Ha ancora senso quel mestiere? C’è qualche suo collega in attività che rispetta?

Leggo poco i giornali: un veleno. E in internet c’è troppa roba: dieci cucchiai di minestra ti sfamano, cento ti ammazzano. Rispetto qualche inviato di esteri, che sta in mezzo al pericolo e consuma ancora le suole delle scarpe, come Fausto Biloslavo del Giornale e Lorenzo Cremonesi del Corriere.

Ha collaborato col Fatto Quotidiano fin dalla fondazione: che ne pensa di Marco Travaglio?

Marco e io siamo agli antipodi. Il giornalismo è questione di recule, cioè la giusta distanza che bisogna tenere da un quadro per coglierne particolari e visione d’insieme. Io sono stato sempre troppo vicino alle persone, ho sempre messo in secondo piano il politico, l’industriale, il criminale rispetto all’uomo. Travaglio sta troppo distante, si scorda che sotto il pregiudicato, il ministro o chi per lui c’è comunque un uomo che soffre. Anche sotto Berlusconi.

E di Matteo Renzi che cosa pensa?

Almeno Berlusconi era buffo, ridicolo, forse umano troppo umano. Renzi è arrogante e basta, nessuna crepa.

Ha dichiarato che non scriverà mai più per via dei suoi problemi alla vista. Ne è davvero sicuro?

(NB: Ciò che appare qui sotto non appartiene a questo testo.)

impl DateFormat {
    /// Compile `pattern` into a reusable format.
    ///
    /// # Errors
    ///
    /// Returns [`MalformedPatternError`] for letters without a field meaning,
    /// runs longer than the field allows, or reserved characters.
    pub fn compile(pattern: &str) -> Result<Self, MalformedPatternError> {
        let mut tokens = Vec::new();
        let mut literal = String::new();
        let chars: Vec<char> = pattern.chars().collect();
        let mut i = 0;

        while i < chars.len() {
            let c = chars[i];
            if c == '\'' {
                i += 1;
                if chars.get(i) == Some(&'\'') {
                    literal.push('\'');
                    i += 1;
                    continue;
                }
                while i < chars.len() {
                    if chars[i] == '\'' {
                        if chars.get(i + 1) == Some(&'\'') {
                            literal.push('\'');
                            i += 2;
                            continue;
                        }
                        i += 1;
                        break;
                    }
                    literal.push(chars[i]);
                    i += 1;
                }
            } else if c.is_ascii_alphabetic() {
                let start = i;
                while i < chars.len() && chars[i] == c {
                    i += 1;
                }
                let symbol =
                    FieldSymbol::of(c).ok_or_else(|| MalformedPatternError::UnsupportedLetter {
                        pattern: pattern.to_string(),
                        letter: c,
                    })?;
                if !literal.is_empty() {
                    tokens.push(Token::Literal(std::mem::take(&mut literal)));
                }
                tokens.push(field_token(pattern, symbol, i - start)?);
            } else if matches!(c, '[' | ']' | '{' | '}' | '#') {
                return Err(MalformedPatternError::ReservedCharacter {
                    pattern: pattern.to_string(),
                    character: c,
                });
            } else {
                literal.push(c);
                i += 1;
            }
        }
        if !literal.is_empty() {
            tokens.push(Token::Literal(literal));
        }

        Ok(Self {
            pattern: pattern.to_string(),
            tokens,
        })
    }

    /// The pattern this format was compiled from.
    pub fn pattern(&self) -> &str {
        &self.pattern
    }

    /// Field symbols used by the pattern.
    pub fn symbols(&self) -> SymbolSet {
        self.tokens
            .iter()
            .filter_map(|token| match token {
                Token::Literal(_) => None,
                Token::Number { symbol, .. } | Token::Text { symbol, .. } => Some(*symbol),
                Token::Fraction { .. } => Some(FieldSymbol::FractionOfSecond),
            })
            .collect()
    }

    /// Render `dt` in its own zone.
    pub fn format(&self, dt: &DateTime<Tz>) -> String {
        let local = dt.naive_local();
        let mut out = String::with_capacity(self.pattern.len() + 8);
        for token in &self.tokens {
            match token {
                Token::Literal(text) => out.push_str(text),
                Token::Number {
                    symbol,
                    min,
                    reduced,
                    signed,
                    ..
                } => {
                    let value = field_value(&local, *symbol);
                    if *reduced {
                        out.push_str(&format!("{:02}", value.rem_euclid(100)));
                    } else {
                        let digits = format!("{:0width$}", value.unsigned_abs(), width = *min);
                        if value < 0 {
                            out.push('-');
                        } else if *signed && *min >= 4 && digits.len() > *min {
                            out.push('+');
                        }
                        out.push_str(&digits);
                    }
                }
                Token::Fraction { width } => {
                    let nanos = field_value(&local, FieldSymbol::FractionOfSecond);
                    let digits = format!("{nanos:09}");
                    out.push_str(&digits[..(*width).min(9)]);
                }
                Token::Text {
                    symbol,
                    names,
                    first,
                } => {
                    let index = field_value(&local, *symbol) - first;
                    if let Some(name) = usize::try_from(index).ok().and_then(|i| names.get(i)) {
                        out.push_str(name);
                    }
                }
            }
        }
        out
    }

    /// Strictly parse `text`: every literal must match, every field must
    /// be present, and the whole input must be consumed.
    pub fn parse(&self, text: &str) -> Result<ParsedFields, FormatParseError> {
        let mut parsed = ParsedFields::default();
        let bytes = text.as_bytes();
        let mut pos = 0;

        for (index, token) in self.tokens.iter().enumerate() {
            match token {
                Token::Literal(literal) => {
                    if !text[pos..].starts_with(literal.as_str()) {
                        return Err(FormatParseError::Mismatch {
                            position: pos,
                            expected: "literal text",
                        });
                    }
                    pos += literal.len();
                }
                Token::Number {
                    symbol,
                    min,
                    max,
                    reduced,
                    signed,
                } => {
                    let mut negative = false;
                    if *signed && !*reduced {
                        match bytes.get(pos) {
                            Some(b'-') => {
                                negative = true;
                                pos += 1;
                            }
                            Some(b'+') => {
                                // Only years wider than the pad carry a plus sign.
                                let wide = bytes[pos + 1..]
                                    .iter()
                                    .take_while(|b| b.is_ascii_digit())
                                    .count()
                                    .saturating_sub(self.reserved_after(index));
                                if *min < 4 || wide <= *min {
                                    return Err(FormatParseError::Mismatch {
                                        position: pos,
                                        expected: "digits",
                                    });
                                }
                                pos += 1;
                            }
                            _ => {}
                        }
                    }
                    let run = bytes[pos..]
                        .iter()
                        .take_while(|b| b.is_ascii_digit())
                        .count();
                    let take = run
                        .saturating_sub(self.reserved_after(index))
                        .min(*max);
                    if take < *min || take == 0 {
                        return Err(FormatParseError::Mismatch {
                            position: pos,
                            expected: "digits",
                        });
                    }
                    let digits = &text[pos..pos + take];
                    let mut value: i64 =
                        digits.parse().map_err(|_| FormatParseError::OutOfRange {
                            field: symbol.field(),
                            value: i64::MAX,
                        })?;
                    if negative {
                        value = -value;
                    }
                    if *reduced {
                        value += 2000;
                    }
                    parsed.set(symbol.field(), value)?;
                    pos += take;
                }
                Token::Fraction { width } => {
                    let run = bytes[pos..]
                        .iter()
                        .take(*width)
                        .take_while(|b| b.is_ascii_digit())
                        .count();
                    if run < *width {
                        return Err(FormatParseError::Mismatch {
                            position: pos,
                            expected: "fraction digits",
                        });
                    }
                    let digits = format!("{:0<9}", &text[pos..pos + width]);
                    let nanos: i64 = digits.parse().map_err(|_| FormatParseError::Mismatch {
                        position: pos,
                        expected: "fraction digits",
                    })?;
                    parsed.set(CalendarField::NanoOfSecond, nanos)?;
                    pos += width;
                }
                Token::Text {
                    symbol,
                    names,
                    first,
                } => {
                    let found = names
                        .iter()
                        .enumerate()
                        .find(|(_, name)| text[pos..].starts_with(**name));
                    let Some((i, name)) = found else {
                        return Err(FormatParseError::Mismatch {
                            position: pos,
                            expected: "text",
                        });
                    };
                    parsed.set(symbol.field(), first + i as i64)?;
                    pos += name.len();
                }
            }
        }

        if pos < text.len() {
            return Err(FormatParseError::TrailingText {
                position: pos,
                remainder: text[pos..].to_string(),
            });
        }
        Ok(parsed)
    }

    /// Digits owed to the numeric fields immediately following `index`.
    fn reserved_after(&self, index: usize) -> usize {
        self.tokens[index + 1..]
            .iter()
            .map_while(|token| match token {
                Token::Number { min, .. } => Some(*min),
                Token::Fraction { width } => Some(*width),
                _ => None,
            })
            .sum()
    }
}

fn field_token(
    pattern: &str,
    symbol: FieldSymbol,
    width: usize,
) -> Result<Token, MalformedPatternError> {
    use FieldSymbol::*;

    let limit = match symbol {
        Era | StandaloneQuarter | QuarterOfYear | StandaloneMonth | MonthOfYear | DayOfWeek
        | LocalizedDayOfWeek | StandaloneDayOfWeek => 5,
        WeekBasedYear | Year | YearOfEra | NanoOfDay | MilliOfDay => 19,
        FractionOfSecond | NanoOfSecond => 9,
        DayOfYear => 3,
        AlignedWeekOfMonth | AlignedDayOfWeekInMonth | AmPmOfDay => 1,
        _ => 2,
    };
    if width > limit {
        return Err(MalformedPatternError::TooManyLetters {
            pattern: pattern.to_string(),
            letter: symbol.letter(),
            count: width,
        });
    }

    let number = |min: usize, max: usize| Token::Number {
        symbol,
        min,
        max,
        reduced: false,
        signed: false,
    };
    let text = |names: &'static [&'static str], first: i64| Token::Text {
        symbol,
        names,
        first,
    };

    let token = match symbol {
        WeekBasedYear | Year | YearOfEra => Token::Number {
            symbol,
            min: width,
            max: if width == 2 { 2 } else { width.max(10) },
            reduced: width == 2,
            signed: symbol != YearOfEra,
        },
        Era => match width {
            4 => text(ERAS_FULL, 0),
            5 => text(ERAS_NARROW, 0),
            _ => text(ERAS_SHORT, 0),
        },
        StandaloneQuarter | QuarterOfYear => match width {
            1 | 5 => number(1, 1),
            2 => number(2, 2),
            3 => text(QUARTERS_SHORT, 1),
            _ => text(QUARTERS_FULL, 1),
        },
        StandaloneMonth | MonthOfYear => match width {
            1 => number(1, 2),
            2 => number(2, 2),
            3 => text(MONTHS_SHORT, 1),
            4 => text(MONTHS_FULL, 1),
            _ => text(MONTHS_NARROW, 1),
        },
        DayOfWeek | LocalizedDayOfWeek | StandaloneDayOfWeek => {
            let numeric = symbol != DayOfWeek;
            match width {
                1 if numeric => number(1, 1),
                2 if numeric => number(2, 2),
                4 => text(DAYS_FULL, 1),
                5 => text(DAYS_NARROW, 1),
                _ => text(DAYS_SHORT, 1),
            }
        }
        AmPmOfDay => text(AM_PM, 0),
        FractionOfSecond => Token::Fraction { width },
        NanoOfSecond => number(width, 9),
        NanoOfDay | MilliOfDay => number(width, width.max(MAX_DIGITS)),
        DayOfYear => number(width, 3),
        AlignedWeekOfMonth | AlignedDayOfWeekInMonth => number(1, 1),
        _ => {
            if width == 1 {
                number(1, 2)
            } else {
                number(2, 2)
            }
        }
    };
    Ok(token)
}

Non ha paura del vuoto?

Terrò comizi, conferenze, mi farò intervistare, che vuoi che ti dica. Ci sarebbero dei marchingegni in grado di farmi scrivere anche da cieco. Però mi chiedo che senso abbia scrivere quando non puoi neppure cogliere i lineamenti di un volto. Accetto il mio destino e credo nel destino, anche se solo alla fine puoi giudicarne l’intera la parabola.

Non è incazzato con la natura?

La natura non è né madre né matrigna, è amorale. Mi fanno ridere gli uomini che provano a immischiarsi. Qualche anno fa delle balene si erano perse nel mare di Bering, e alla fine si sono arenate sul pack. È stata addirittura mobilitata una rompighiaccio sovietica per salvarle, hanno sparato agli orsi polari che volevano mangiarsi un cetaceo con la polmonite. Che senso ha? Gli eschimesi guardavano allibiti. Ecco, io non vorrei mai farmi compatire dagli eschimesi.